ウリィ銀行不動産研究員のナム・ヒョヌ氏は「株価上昇で利益確定した投資家が再び不動産へ移動し、住宅価格を押し上げる現象が起き得る」と見通した。

 「今度は株式市場」マネームーブ観測も

一方で資金の流れが株式市場へ移るとの見方も強い。株式市場待機資金である投資者預託金が100兆ウォン前後で推移しているとの集計が出ており、「株式市場待機資金」が厚みを増したとの解釈が広がる。
イ・ヒョソプ資本市場研究院先任研究委員は「不動産に縛られていた資金が、政府の不動産融資規制と資本市場育成政策が重なり、株式市場へ移動する可能性がある」と分析した。

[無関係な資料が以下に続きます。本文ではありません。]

use crate::program::AppView;
use crate::validation::validate_app;

pub trait Pass {
    fn name(&self) -> &str;
    fn run(&mut self, app: &mut AppView);
}

#[derive(Debug, Clone)]
pub struct PassOptions {
    /// Validate all code after each pass.
    pub validate: bool,
    /// Upper bound on fixpoint rounds of iterative passes; `None` means
    /// until nothing changes.
    pub max_rounds: Option<usize>,
}

impl Default for PassOptions {
    fn default() -> Self {
        Self {
            validate: true,
            max_rounds: None,
        }
    }
}

pub struct PassRunner {
    passes: Vec<Box<dyn Pass>>,
    options: PassOptions,
}

impl Default for PassRunner {
    fn default() -> Self {
        Self::new()
    }
}

impl PassRunner {
    pub fn new() -> Self {
        Self::with_options(PassOptions::default())
    }

    pub fn with_options(options: PassOptions) -> Self {
        Self {
            passes: Vec::new(),
            options,
        }
    }

    pub fn options(&self) -> &PassOptions {
        &self.options
    }

    pub fn set_validate_globally(&mut self, validate: bool) {
        self.options.validate = validate;
    }

    pub fn add<P: Pass + 'static>(&mut self, pass: P) {
        self.passes.push(Box::new(pass));
    }

    pub fn len(&self) -> usize {
        self.passes.len()
    }

    pub fn is_empty(&self) -> bool {
        self.passes.is_empty()
    }

    pub fn get_all_pass_names() -> Vec<&'static str> {
        vec!["class-initializer-side-effects", "print"]
    }

    pub fn add_by_name(&mut self, name: &str) -> bool {
        match name {
            "class-initializer-side-effects" => self.add(
                crate::passes::class_initializer_side_effects::ClassInitializerSideEffects::with_max_rounds(
                    self.options.max_rounds,
                ),
            ),
            "print" => self.add(crate::print::Print),
            _ => return false,
        }
        true
    }

    pub fn run(&mut self, app: &mut AppView) {
        for pass in &mut self.passes {
            log::debug!("running pass {}", pass.name());
            pass.run(app);

            if self.options.validate {
                let (valid, errors) = validate_app(app);
                if !valid {
                    let err_msg = errors.join("\n");
                    panic!(
                        "Validation failed after pass '{}':\n{}",
                        pass.name(),
                        err_msg
                    );
                }
            }
        }
    }
}

#[cfg(test)]
mod tests {
    use super::*;
    use crate::program::ClassDef;
    use dexshrink_core::DexType;

    struct MockPass;

    impl Pass for MockPass {
        fn name(&self) -> &str {
            "MockPass"
        }

        fn run(&mut self, app: &mut AppView) {
            app.add_class(ClassDef::new(DexType::new("LAdded;")));
        }
    }

    #[test]
    fn test_pass_runner() {
        let mut app = AppView::new();
        let mut runner = PassRunner::new();
        runner.add(MockPass);
        assert_eq!(runner.len(), 1);
        runner.run(&mut app);
        assert!(app.definition_for(DexType::new("LAdded;")).is_some());
    }

    #[test]
    fn test_add_by_name() {
        let mut runner = PassRunner::new();
        for name in PassRunner::get_all_pass_names() {
            assert!(runner.add_by_name(name), "unknown pass {name}");
        }
        assert!(!runner.add_by_name("no-such-pass"));
        assert_eq!(runner.len(), PassRunner::get_all_pass_names().len());
    }
}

あふれる流動性が規制(不動産)と収益率(株式)の間でせめぎ合う現状。
カギは(1)金利動向(2)企業業績(3)不動産規制強度の3つだ。
金利がさらに低下し規制が維持されれば、株式市場へのマネームーブは加速し得る。ただし流動性だけで株式相場上昇を説明するのは難しいとの反論もあり、資金の行方は最終的に企業業績と政府規制のどちらに重心が移るかで決まるとみられる。